Plot ${F}_{X}\left(x\right)$ for $x\in \left[0,1\right]$ . Also, analytically calculate the probability density ${f}_{X}\left(x\right)$ , and plot it for $x\in \left[0,1\right]$ .

Using $L=20$ , ${x}_{0}=0$ and ${x}_{L}=1$ , use Matlab to compute $\stackrel{˜}{f}\left(k\right)$ , the probability of $X$ falling into $bin\left(k\right)$ .

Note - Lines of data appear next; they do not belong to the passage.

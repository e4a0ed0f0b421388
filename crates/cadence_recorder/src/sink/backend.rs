//! Adapter from events to backend calls.

use super::{InputBackend, InputSink};
use crate::event::{Event, EventKind, InputId, Point, ScrollDelta};
use crate::{Error, Result};

/// Executes events by calling the primitives of one [`InputBackend`].
pub struct BackendSink<B> {
    backend: B,
    /// Scrolls that lost an axis the backend cannot apply.
    degraded_scrolls: u64,
}

impl<B: InputBackend> BackendSink<B> {
    /// Wrap a backend.
    pub fn new(backend: B) -> Self {
        Self {
            backend,
            degraded_scrolls: 0,
        }
    }

    /// Number of scrolls reduced to the backend's supported axes so far.
    pub fn degraded_scrolls(&self) -> u64 {
        self.degraded_scrolls
    }

    pub fn backend(&self) -> &B {
        &self.backend
    }

    pub fn into_backend(self) -> B {
        self.backend
    }

    fn scroll(&mut self, delta: ScrollDelta) -> Result<()> {
        let caps = self.backend.capabilities();
        let applied = ScrollDelta {
            dx: if caps.horizontal_scroll { delta.dx } else { 0 },
            dy: if caps.vertical_scroll { delta.dy } else { 0 },
        };

        if applied != delta {
            self.degraded_scrolls += 1;
            let gap = Error::UnsupportedCapability(format!(
                "scroll {:?} reduced to {:?} by backend",
                delta, applied
            ));
            if self.degraded_scrolls == 1 {
                tracing::warn!(error = %gap, "applying supported scroll axes only");
            } else {
                tracing::debug!(error = %gap, degraded = self.degraded_scrolls, "scroll degraded");
            }
        }

        if applied == ScrollDelta::default() {
            return Ok(());
        }
        self.backend.scroll(applied)
    }
}

impl<B: InputBackend> InputSink for BackendSink<B> {
    fn execute(&mut self, event: &Event) -> Result<()> {
        event.validate()?;

        match event.kind() {
            EventKind::PointerMove => self.backend.move_to(position(event)?),
            EventKind::ButtonPress => {
                self.backend.move_to(position(event)?)?;
                self.backend.button_down(input(event)?)
            }
            EventKind::ButtonRelease => {
                self.backend.move_to(position(event)?)?;
                self.backend.button_up(input(event)?)
            }
            EventKind::ScrollMoved => {
                let delta = event
                    .delta()
                    .ok_or_else(|| Error::InvalidEvent("scroll event without delta".into()))?;
                self.scroll(delta)
            }
            EventKind::KeyPress => self.backend.key_down(input(event)?),
            EventKind::KeyRelease => self.backend.key_up(input(event)?),
        }
    }

    fn close(&mut self) -> Result<()> {
        self.backend.close()
    }
}

fn position(event: &Event) -> Result<Point> {
    event
        .position()
        .ok_or_else(|| Error::InvalidEvent(format!("{} event without position", event.kind())))
}

fn input(event: &Event) -> Result<&InputId> {
    event
        .input()
        .ok_or_else(|| Error::InvalidEvent(format!("{} event without button", event.kind())))
}
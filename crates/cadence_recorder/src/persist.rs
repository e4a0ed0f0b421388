//! JSON persistence for event sequences.
//!
//! A sequence is stored as an array of objects:
//!
//! ```json
//! [
//!     { "event_type": "mouse_move", "position": [10, 10], "delta": null, "button": null, "when": 0.0 },
//!     { "event_type": "key_press", "position": null, "delta": null, "button": "'d'", "when": 0.1 }
//! ]
//! ```
//!
//! `when` is the delay since the previous event, in seconds.

use std::fs;
use std::path::Path;
use std::time::Duration;

use serde::{Deserialize, Serialize};

use crate::event::{Event, EventKind, EventSequence, InputId, Point, ScrollDelta};
use crate::{Error, Result};

/// Wire form of one event.
#[derive(Debug, Serialize, Deserialize)]
struct EventRecord {
    event_type: EventKind,
    position: Option<Point>,
    delta: Option<ScrollDelta>,
    button: Option<InputId>,
    when: f64,
}

impl From<&Event> for EventRecord {
    fn from(event: &Event) -> Self {
        Self {
            event_type: event.kind(),
            position: event.position(),
            delta: event.delta(),
            button: event.input().cloned(),
            when: event.delay().as_secs_f64(),
        }
    }
}

impl EventRecord {
    fn into_event(self, index: usize) -> Result<Event> {
        let delay = seconds_to_duration(self.when)
            .map_err(|reason| Error::Persistence(format!("event {index}: {reason}")))?;
        Event::from_parts(self.event_type, self.position, self.delta, self.button, delay)
            .map_err(|e| Error::Persistence(format!("event {index}: {e}")))
    }
}

/// Convert seconds to a duration, rounding to the nearest nanosecond.
///
/// Rounding (rather than truncating) makes encode/decode lossless for any
/// delay a recording can realistically hold.
fn seconds_to_duration(secs: f64) -> std::result::Result<Duration, String> {
    if !secs.is_finite() || secs < 0.0 {
        return Err(format!("`when` must be a non-negative number of seconds, got {secs}"));
    }
    let nanos = (secs * 1e9).round();
    if nanos > u64::MAX as f64 {
        return Err(format!("`when` is out of range: {secs}"));
    }
    Ok(Duration::from_nanos(nanos as u64))
}

impl EventSequence {
    /// Encode the sequence as pretty-printed JSON.
    pub fn to_json(&self) -> Result<String> {
        let records: Vec<EventRecord> = self.iter().map(EventRecord::from).collect();
        Ok(serde_json::to_string_pretty(&records)?)
    }

    /// Decode a sequence from JSON.
    ///
    /// Either every event decodes and validates, or an error is returned and
    /// nothing is produced.
    pub fn from_json(json: &str) -> Result<Self> {
        let records: Vec<EventRecord> = serde_json::from_str(json)
            .map_err(|e| Error::Persistence(format!("malformed sequence: {e}")))?;
        let events = records
            .into_iter()
            .enumerate()
            .map(|(index, record)| record.into_event(index))
            .collect::<Result<Vec<_>>>()?;
        Ok(Self::from_events(events))
    }

    /// Write the sequence to a JSON file.
    pub fn save(&self, path: impl AsRef<Path>) -> Result<()> {
        let path = path.as_ref();
        fs::write(path, self.to_json()?)?;
        tracing::info!(path = %path.display(), events = self.len(), "saved sequence");
        Ok(())
    }

    /// Read a sequence from a JSON file.
    pub fn load(path: impl AsRef<Path>) -> Result<Self> {
        let path = path.as_ref();
        let json = fs::read_to_string(path)?;
        let sequence = Self::from_json(&json)?;
        tracing::info!(path = %path.display(), events = sequence.len(), "loaded sequence");
        Ok(sequence)
    }
}

#[cfg(test)]
mod tests {
    use super::*;

    fn sample() -> EventSequence {
        EventSequence::from_events(vec![
            Event::pointer_move(Point::new(10, 10), Duration::ZERO),
            Event::button_press("Button.left", Point::new(10, 10), Duration::from_millis(100)),
            Event::button_release("Button.left", Point::new(10, 10), Duration::from_millis(100)),
            Event::scroll(Point::new(10, 10), ScrollDelta::new(-1, 3), Duration::from_micros(16_667)),
            Event::key_press("'d'", Duration::from_nanos(123_456_789)),
            Event::key_release("'d'", Duration::from_secs(2)),
        ])
    }

    #[test]
    fn test_round_trip() {
        let sequence = sample();
        let decoded = EventSequence::from_json(&sequence.to_json().unwrap()).unwrap();
        assert_eq!(decoded, sequence);
    }

    #[test]
    fn test_wire_field_names() {
        let json = sample().to_json().unwrap();
        let value: serde_json::Value = serde_json::from_str(&json).unwrap();
        let first = &value[0];
        assert_eq!(first["event_type"], "mouse_move");
        assert_eq!(first["position"], serde_json::json!([10, 10]));
        assert!(first["delta"].is_null());
        assert!(first["button"].is_null());
        assert_eq!(first["when"], 0.0);

        let key = &value[4];
        assert_eq!(key["event_type"], "key_press");
        assert!(key["position"].is_null());
        assert_eq!(key["button"], "'d'");
    }

    #[test]
    fn test_decode_recorded_file() {
        let json = r#"[
            {"event_type": "mouse_move", "position": [300, 300], "delta": null, "button": null, "when": 0},
            {"event_type": "mouse_click", "position": [300, 300], "delta": null, "button": "Button.left", "when": 0.1},
            {"event_type": "mouse_scroll", "position": [300, 300], "delta": [0, -1], "button": null, "when": 0.25}
        ]"#;
        let sequence = EventSequence::from_json(json).unwrap();
        assert_eq!(sequence.len(), 3);
        assert_eq!(sequence.events()[1].delay(), Duration::from_millis(100));
        assert_eq!(sequence.events()[2].delta(), Some(ScrollDelta::new(0, -1)));
    }

    #[test]
    fn test_unknown_event_type_is_rejected() {
        let json = r#"[{"event_type": "teleport", "position": null, "delta": null, "button": null, "when": 0}]"#;
        let err = EventSequence::from_json(json).unwrap_err();
        assert!(matches!(err, Error::Persistence(_)));
    }

    #[test]
    fn test_negative_delay_is_rejected() {
        let json = r#"[{"event_type": "key_press", "position": null, "delta": null, "button": "'a'", "when": -0.5}]"#;
        let err = EventSequence::from_json(json).unwrap_err();
        assert!(err.to_string().contains("event 0"));
    }

    #[test]
    fn test_invalid_event_fails_whole_load() {
        let json = r#"[
            {"event_type": "key_press", "position": null, "delta": null, "button": "'a'", "when": 0},
            {"event_type": "mouse_move", "position": null, "delta": null, "button": null, "when": 0}
        ]"#;
        let err = EventSequence::from_json(json).unwrap_err();
        assert!(err.is_persistence());
        assert!(err.to_string().contains("event 1"));
    }

    #[test]
    fn test_save_and_load() {
        let dir = tempfile::tempdir().unwrap();
        let path = dir.path().join("macro.json");
        let sequence = sample();

        sequence.save(&path).unwrap();
        assert_eq!(EventSequence::load(&path).unwrap(), sequence);
    }

    #[test]
    fn test_load_missing_file() {
        let dir = tempfile::tempdir().unwrap();
        let err = EventSequence::load(dir.path().join("missing.json")).unwrap_err();
        assert!(matches!(err, Error::Io(_)));
    }
}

Use the fact that $\stackrel{˜}{f}\left(k\right)={F}_{X}\left({x}_{k}\right)-{F}_{X}\left({x}_{k-1}\right)$ .
Plot $\stackrel{˜}{f}\left(k\right)$ for $k=1,\cdots ,L$ using the stem function.

## Inlab report

1. Submit your plots of ${F}_{X}\left(x\right)$ , ${f}_{X}\left(x\right)$ and $\stackrel{˜}{f}\left(k\right)$ . Use stem to plot $\stackrel{˜}{f}\left(k\right)$ , and put all three plots on a single figure using subplot .
2. Show (mathematically) how ${f}_{X}\left(x\right)$ and $\stackrel{˜}{f}\left(k\right)$ are related.

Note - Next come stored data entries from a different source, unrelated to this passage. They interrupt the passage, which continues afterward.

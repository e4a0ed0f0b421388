//! Test doubles for the execution layer.

use parking_lot::Mutex;
use std::collections::HashSet;
use std::sync::Arc;
use std::time::Duration;

use crate::clock::SharedClock;
use crate::event::{Event, InputId, Point, ScrollDelta};
use crate::sink::{Capabilities, InputBackend, InputSink};
use crate::{Error, Result};

/// One primitive call received by a [`RecordingBackend`].
#[derive(Clone, Debug, PartialEq, Eq)]
pub enum BackendCall {
    MoveTo(Point),
    ButtonDown(InputId),
    ButtonUp(InputId),
    Scroll(ScrollDelta),
    KeyDown(InputId),
    KeyUp(InputId),
    Close,
}

/// Shared, clonable log of calls.
#[derive(Debug)]
pub struct CallLog<T>(Arc<Mutex<Vec<T>>>);

impl<T> Clone for CallLog<T> {
    fn clone(&self) -> Self {
        Self(Arc::clone(&self.0))
    }
}

impl<T> Default for CallLog<T> {
    fn default() -> Self {
        Self(Arc::new(Mutex::new(Vec::new())))
    }
}

impl<T: Clone> CallLog<T> {
    pub fn push(&self, call: T) {
        self.0.lock().push(call);
    }

    /// Copy of every call so far.
    pub fn snapshot(&self) -> Vec<T> {
        self.0.lock().clone()
    }

    /// Remove and return every call so far.
    pub fn take(&self) -> Vec<T> {
        std::mem::take(&mut *self.0.lock())
    }

    pub fn len(&self) -> usize {
        self.0.lock().len()
    }

    pub fn is_empty(&self) -> bool {
        self.0.lock().is_empty()
    }
}

/// Backend that records calls instead of injecting input.
///
/// Failed calls are not recorded.
#[derive(Debug, Default)]
pub struct RecordingBackend {
    calls: CallLog<BackendCall>,
    capabilities: Capabilities,
    failing_keys: HashSet<InputId>,
    fail_close: bool,
}

impl RecordingBackend {
    pub fn new() -> Self {
        Self::default()
    }

    /// Handle to the call log, usable after the backend is moved into a sink.
    pub fn calls(&self) -> CallLog<BackendCall> {
        self.calls.clone()
    }

    pub fn with_capabilities(mut self, capabilities: Capabilities) -> Self {
        self.capabilities = capabilities;
        self
    }

    /// Make `key_down`/`key_up` fail for this identifier.
    pub fn failing_key(mut self, key: impl Into<InputId>) -> Self {
        self.failing_keys.insert(key.into());
        self
    }

    /// Make `close` fail.
    pub fn failing_close(mut self) -> Self {
        self.fail_close = true;
        self
    }

    fn key(&mut self, key: &InputId, call: BackendCall) -> Result<()> {
        if self.failing_keys.contains(key) {
            return Err(Error::Backend(format!("key {key} rejected")));
        }
        self.calls.push(call);
        Ok(())
    }
}

impl InputBackend for RecordingBackend {
    fn move_to(&mut self, position: Point) -> Result<()> {
        self.calls.push(BackendCall::MoveTo(position));
        Ok(())
    }

    fn button_down(&mut self, button: &InputId) -> Result<()> {
        self.calls.push(BackendCall::ButtonDown(button.clone()));
        Ok(())
    }

    fn button_up(&mut self, button: &InputId) -> Result<()> {
        self.calls.push(BackendCall::ButtonUp(button.clone()));
        Ok(())
    }

    fn scroll(&mut self, delta: ScrollDelta) -> Result<()> {
        self.calls.push(BackendCall::Scroll(delta));
        Ok(())
    }

    fn key_down(&mut self, key: &InputId) -> Result<()> {
        self.key(key, BackendCall::KeyDown(key.clone()))
    }

    fn key_up(&mut self, key: &InputId) -> Result<()> {
        self.key(key, BackendCall::KeyUp(key.clone()))
    }

    fn capabilities(&self) -> Capabilities {
        self.capabilities
    }

    fn close(&mut self) -> Result<()> {
        self.calls.push(BackendCall::Close);
        if self.fail_close {
            return Err(Error::Backend("close rejected".into()));
        }
        Ok(())
    }
}

/// One call received by a [`RecordingSink`], stamped with the clock reading.
#[derive(Clone, Debug, PartialEq, Eq)]
pub enum SinkCall {
    Execute { event: Event, at: Duration },
    Close { at: Duration },
}

impl SinkCall {
    pub fn at(&self) -> Duration {
        match self {
            Self::Execute { at, .. } | Self::Close { at } => *at,
        }
    }

    pub fn event(&self) -> Option<&Event> {
        match self {
            Self::Execute { event, .. } => Some(event),
            Self::Close { .. } => None,
        }
    }
}

/// Sink that records every call with the time it arrived.
///
/// Optionally simulates execution cost by advancing or sleeping on its
/// clock, and can be told to fail for specific inputs.
#[derive(Debug)]
pub struct RecordingSink {
    clock: SharedClock,
    calls: CallLog<SinkCall>,
    cost: Duration,
    failing_inputs: HashSet<InputId>,
}

impl RecordingSink {
    pub fn new(clock: SharedClock) -> Self {
        Self {
            clock,
            calls: CallLog::default(),
            cost: Duration::ZERO,
            failing_inputs: HashSet::new(),
        }
    }

    pub fn calls(&self) -> CallLog<SinkCall> {
        self.calls.clone()
    }

    /// Spend `cost` on the clock for every executed event.
    pub fn with_cost(mut self, cost: Duration) -> Self {
        self.cost = cost;
        self
    }

    /// Fail execution of any event naming this input.
    pub fn failing_input(mut self, id: impl Into<InputId>) -> Self {
        self.failing_inputs.insert(id.into());
        self
    }
}

impl InputSink for RecordingSink {
    fn execute(&mut self, event: &Event) -> Result<()> {
        let at = self.clock.now();
        if !self.cost.is_zero() {
            self.clock.sleep(self.cost);
        }
        if let Some(id) = event.input().filter(|id| self.failing_inputs.contains(*id)) {
            return Err(Error::Backend(format!("input {id} rejected")));
        }
        self.calls.push(SinkCall::Execute {
            event: event.clone(),
            at,
        });
        Ok(())
    }

    fn close(&mut self) -> Result<()> {
        self.calls.push(SinkCall::Close {
            at: self.clock.now(),
        });
        Ok(())
    }
}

Generate 1000 samples of a random variable $U$ that is uniformly distributed between 0 and 1 (using the rand command). Then form the random vector $X$ by computing $X={U}^{\frac{1}{3}}$ .

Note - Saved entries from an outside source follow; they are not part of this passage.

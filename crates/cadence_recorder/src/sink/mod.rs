//! Execution layer: turning events into injected input.
//!
//! The layer is split in two:
//! - [`InputBackend`] - the injection primitives of one platform library
//!   (absolute pointer placement, buttons, scroll, keys).
//! - [`InputSink`] - something that executes whole [`Event`]s and can be
//!   closed. [`BackendSink`] adapts a backend, [`CompositeSink`] routes
//!   pointer and key events to different sinks, and [`CleanupSink`] tracks
//!   what is held down so `close` can release it.
//!
//! A typical stack is
//! `CleanupSink<CompositeSink<BackendSink<A>, BackendSink<B>>>`.

mod backend;
mod cleanup;
mod composite;
mod log;

pub use backend::BackendSink;
pub use cleanup::{CleanupSink, HeldInput, HeldInputSet, SAFETY_MODIFIERS};
pub use composite::CompositeSink;
pub use log::LogBackend;

use crate::event::{Event, InputId, Point, ScrollDelta};
use crate::Result;

/// Executes events against real or simulated input hardware.
pub trait InputSink: Send {
    /// Perform the action implied by the event's kind.
    fn execute(&mut self, event: &Event) -> Result<()>;

    /// End the session, releasing anything this sink is responsible for.
    fn close(&mut self) -> Result<()>;
}

impl<S: InputSink + ?Sized> InputSink for Box<S> {
    fn execute(&mut self, event: &Event) -> Result<()> {
        (**self).execute(event)
    }

    fn close(&mut self) -> Result<()> {
        (**self).close()
    }
}

/// What a backend can express.
#[derive(Clone, Copy, Debug, PartialEq, Eq)]
pub struct Capabilities {
    pub vertical_scroll: bool,
    pub horizontal_scroll: bool,
}

impl Capabilities {
    /// Every action supported.
    pub const fn full() -> Self {
        Self {
            vertical_scroll: true,
            horizontal_scroll: true,
        }
    }

    /// Scroll only along the vertical axis.
    pub const fn vertical_scroll_only() -> Self {
        Self {
            vertical_scroll: true,
            horizontal_scroll: false,
        }
    }

    /// No scroll support at all.
    pub const fn no_scroll() -> Self {
        Self {
            vertical_scroll: false,
            horizontal_scroll: false,
        }
    }
}

impl Default for Capabilities {
    fn default() -> Self {
        Self::full()
    }
}

/// Platform input-injection primitives.
///
/// Buttons and keys are addressed by their recorded identifier; backends
/// translate them with [`InputId::button_name`] / [`InputId::key_name`].
pub trait InputBackend: Send {
    /// Place the pointer at an absolute position.
    fn move_to(&mut self, position: Point) -> Result<()>;

    fn button_down(&mut self, button: &InputId) -> Result<()>;

    fn button_up(&mut self, button: &InputId) -> Result<()>;

    /// Scroll by a delta. Only called with axes the backend supports.
    fn scroll(&mut self, delta: ScrollDelta) -> Result<()>;

    fn key_down(&mut self, key: &InputId) -> Result<()>;

    fn key_up(&mut self, key: &InputId) -> Result<()>;

    fn capabilities(&self) -> Capabilities {
        Capabilities::full()
    }

    /// Release backend resources. Called once when the owning sink closes.
    fn close(&mut self) -> Result<()> {
        Ok(())
    }
}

Use the Matlab function hist to plot a normalized histogram for your samples of $X$ , using 20 bins uniformly spaced on the interval $\left[0,1\right]$ .

Use the Matlab command H=hist(X,(0.5:19.5)/20) to obtain the histogram, and then normalize H .
Use the stem command to plot the normalized histogram $H\left(k\right)/N$ and $\stackrel{˜}{f}\left(k\right)$ together on the same figure using subplot .

## Inlab report

1. Submit your two stem plots of $H\left(k\right)/N$ and $\stackrel{˜}{f}\left(k\right)$ . How do these plots compare?
2. Discuss the tradeoffs (advantages and the disadvantages) between selecting a very large or very small bin-width.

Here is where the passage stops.